Other times, medical errors necessitate systematic changes that give license to an improvement in reporting and measuring errors. These systematic changes hinge on the idea of a supportive work culture devoid of fear and shame. Research has shown that fewer incidences of medical errors are reported, generally due to fear and shame [4]. Increasing data collection on errors would simultaneously contribute to the learning system and enable more improvements to be generated.

In a study driven by the World Health Organization (WHO) and implemented by the World Alliance for Patient Safety, four primary areas for improvement included surgical site infection prevention, safe anesthesia, safe surgical teams, and measurement of surgical services [6]. As a result, a WHO Surgical Safety Checklist was created and provided guidelines in order to target the four areas. This entailed performing key safety procedures before induction of anesthesia, before skin incision, and before patient leaves the operating room. Thus, adopting a form of checklist for patient safety would provide a stepwise approach to medical procedures that fosters greater care and attentiveness to patients.

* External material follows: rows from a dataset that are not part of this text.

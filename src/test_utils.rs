//! Test utilities and helpers for unit testing
//!
//! This module provides common test infrastructure including:
//! - Database setup/teardown
//! - Mock data factories
//! - Helper assertions

use crate::api::PredictionInput;
use crate::models::{Goal, GoalPeriod, GoalStatus, GoalType, WorkoutRecord};
use chrono::{DateTime, Duration, TimeZone, Utc};
use sqlx::SqlitePool;

/// ---------------------------------------------------------------------------
/// Database Test Utilities
/// ---------------------------------------------------------------------------

/// Create an in-memory SQLite database for testing
/// Runs all migrations and returns a ready-to-use pool
///
/// Uses max_connections(1) to prevent multiple pool connections from creating
/// isolated in-memory databases, which would cause intermittent test failures
pub async fn setup_test_db() -> SqlitePool {
  let pool = sqlx::sqlite::SqlitePoolOptions::new()
    .max_connections(1)
    .connect("sqlite::memory:")
    .await
    .expect("Failed to create in-memory database");

  sqlx::migrate!("./migrations")
    .run(&pool)
    .await
    .expect("Failed to run migrations");

  pool
}

/// Close a test database pool
pub async fn teardown_test_db(pool: SqlitePool) {
  pool.close().await;
}

/// Seed the database with one workout per day, today first
/// Returns the IDs of created workouts
pub async fn seed_test_workouts(pool: &SqlitePool, count: usize) -> Vec<i64> {
  let mut workout_ids = Vec::new();

  for i in 0..count {
    let created_at = datetime_days_ago(i as i64);
    let duration = 30.0 + (i % 4) as f64 * 5.0;
    let calories = 250.0 + (i as f64) * 10.0;

    let result = sqlx::query(
      r#"
      INSERT INTO workouts (created_at, calories, duration_minutes, heart_rate)
      VALUES (?1, ?2, ?3, ?4)
      "#,
    )
    .bind(created_at)
    .bind(calories)
    .bind(duration)
    .bind(130 + (i % 20) as i64)
    .execute(pool)
    .await
    .expect("Failed to insert test workout");

    workout_ids.push(result.last_insert_rowid());
  }

  workout_ids
}

/// Seed one active goal of each known type
/// Returns the IDs of created goals
pub async fn seed_test_goals(pool: &SqlitePool) -> Vec<i64> {
  let goals = [
    ("calories", 2000.0, "weekly"),
    ("workouts", 3.0, "weekly"),
    ("duration", 600.0, "monthly"),
    ("streak", 5.0, "daily"),
  ];

  let mut goal_ids = Vec::new();
  for (goal_type, target, period) in goals {
    let result = sqlx::query(
      r#"
      INSERT INTO goals (goal_type, target, period, status, created_at)
      VALUES (?1, ?2, ?3, 'active', ?4)
      "#,
    )
    .bind(goal_type)
    .bind(target)
    .bind(period)
    .bind(datetime_days_ago(1).to_rfc3339())
    .execute(pool)
    .await
    .expect("Failed to insert test goal");

    goal_ids.push(result.last_insert_rowid());
  }

  goal_ids
}

/// ---------------------------------------------------------------------------
/// Mock Data Factories
/// ---------------------------------------------------------------------------

/// Create a workout record with the given timing and totals
pub fn mock_workout(id: i64, created_at: DateTime<Utc>, calories: f64, duration_minutes: f64) -> WorkoutRecord {
  WorkoutRecord {
    id,
    created_at,
    calories,
    duration_minutes,
    heart_rate: 140,
    gender: None,
    age: None,
    height: None,
    weight: None,
    body_temp: None,
  }
}

/// Create an active goal with id 1
pub fn mock_goal(goal_type: GoalType, target: f64, period: GoalPeriod, created_at: DateTime<Utc>) -> Goal {
  Goal {
    id: 1,
    goal_type,
    target,
    period,
    created_at,
    status: GoalStatus::Active,
  }
}

/// Create a realistic set of model inputs
pub fn mock_prediction_input() -> PredictionInput {
  PredictionInput {
    gender: 1,
    age: 30,
    height: 170.0,
    weight: 65.0,
    duration_minutes: 45.0,
    heart_rate: 140,
    body_temp: 40.2,
  }
}

/// ---------------------------------------------------------------------------
/// Time Helpers
/// ---------------------------------------------------------------------------

/// Build a UTC instant from calendar fields
pub fn utc(year: i32, month: u32, day: u32, hour: u32, minute: u32) -> DateTime<Utc> {
  Utc
    .with_ymd_and_hms(year, month, day, hour, minute, 0)
    .single()
    .expect("Invalid test datetime")
}

/// Create a DateTime N days ago from now
pub fn datetime_days_ago(days: i64) -> DateTime<Utc> {
  Utc::now() - Duration::days(days)
}

/// ---------------------------------------------------------------------------
/// Test Macros
/// ---------------------------------------------------------------------------

/// Assert two floats are approximately equal within a tolerance
#[macro_export]
macro_rules! assert_approx_eq {
  ($left:expr, $right:expr, $tolerance:expr) => {
    let diff = ($left - $right).abs();
    assert!(
      diff < $tolerance,
      "Values not approximately equal: {} vs {} (diff: {}, tolerance: {})",
      $left,
      $right,
      diff,
      $tolerance
    );
  };
}

/// ---------------------------------------------------------------------------
/// Tests for Test Utilities
/// ---------------------------------------------------------------------------

#[cfg(test)]
mod tests {
  use super::*;

  #[tokio::test]
  async fn test_setup_db_creates_schema() {
    let pool = setup_test_db().await;

    let tables: Vec<(String,)> = sqlx::query_as(
      "SELECT name FROM sqlite_master WHERE type='table' AND name IN ('workouts', 'goals')",
    )
    .fetch_all(&pool)
    .await
    .expect("Failed to query tables");

    assert_eq!(tables.len(), 2, "Expected both tables, got {:?}", tables);

    teardown_test_db(pool).await;
  }

  #[tokio::test]
  async fn test_seed_helpers_return_correct_counts() {
    let pool = setup_test_db().await;

    let workout_ids = seed_test_workouts(&pool, 5).await;
    assert_eq!(workout_ids.len(), 5);

    let goal_ids = seed_test_goals(&pool).await;
    assert_eq!(goal_ids.len(), 4);

    let count: i64 = sqlx::query_scalar("SELECT COUNT(*) FROM workouts")
      .fetch_one(&pool)
      .await
      .expect("Failed to count workouts");
    assert_eq!(count, 5);

    teardown_test_db(pool).await;
  }

  #[test]
  fn test_time_helpers() {
    assert_eq!(utc(2024, 6, 5, 8, 30).to_rfc3339(), "2024-06-05T08:30:00+00:00");

    let diff = Utc::now() - datetime_days_ago(7);
    // Allow for slight timing differences
    assert!(
      diff.num_days() >= 6 && diff.num_days() <= 8,
      "Expected ~7 days difference, got {}",
      diff.num_days()
    );
  }
}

WHO Surgical Safety Checklist. Photo by the World Health Organization

However, it is also crucial that some form of evaluation be performed following the implementation of new procedures and interventions in order to assess their effectiveness. In the process of quality monitoring, reporting quantitative measures such as the number of patient injuries, infections, deaths, and other crucial fields are paramount; they provide a means for identifying trends in order to curtail the extent of medical errors [8].

While medical errors are essentially inevitable in health care, the implementation of key safety strategies could potentially improve patient outcomes to a significant degree. Moreover, reducing medical errors rests on the fundamental perception that errors are learning opportunities, not shaming occasions. After all, embracing a working environment that studies errors and works towards minimizing their occurrence only helps perpetuate quality patient care.

Darlene Lien is a second year Pre-Human Biology and Society major at UCLA and is a THINQ 2021–2022 clinical fellow.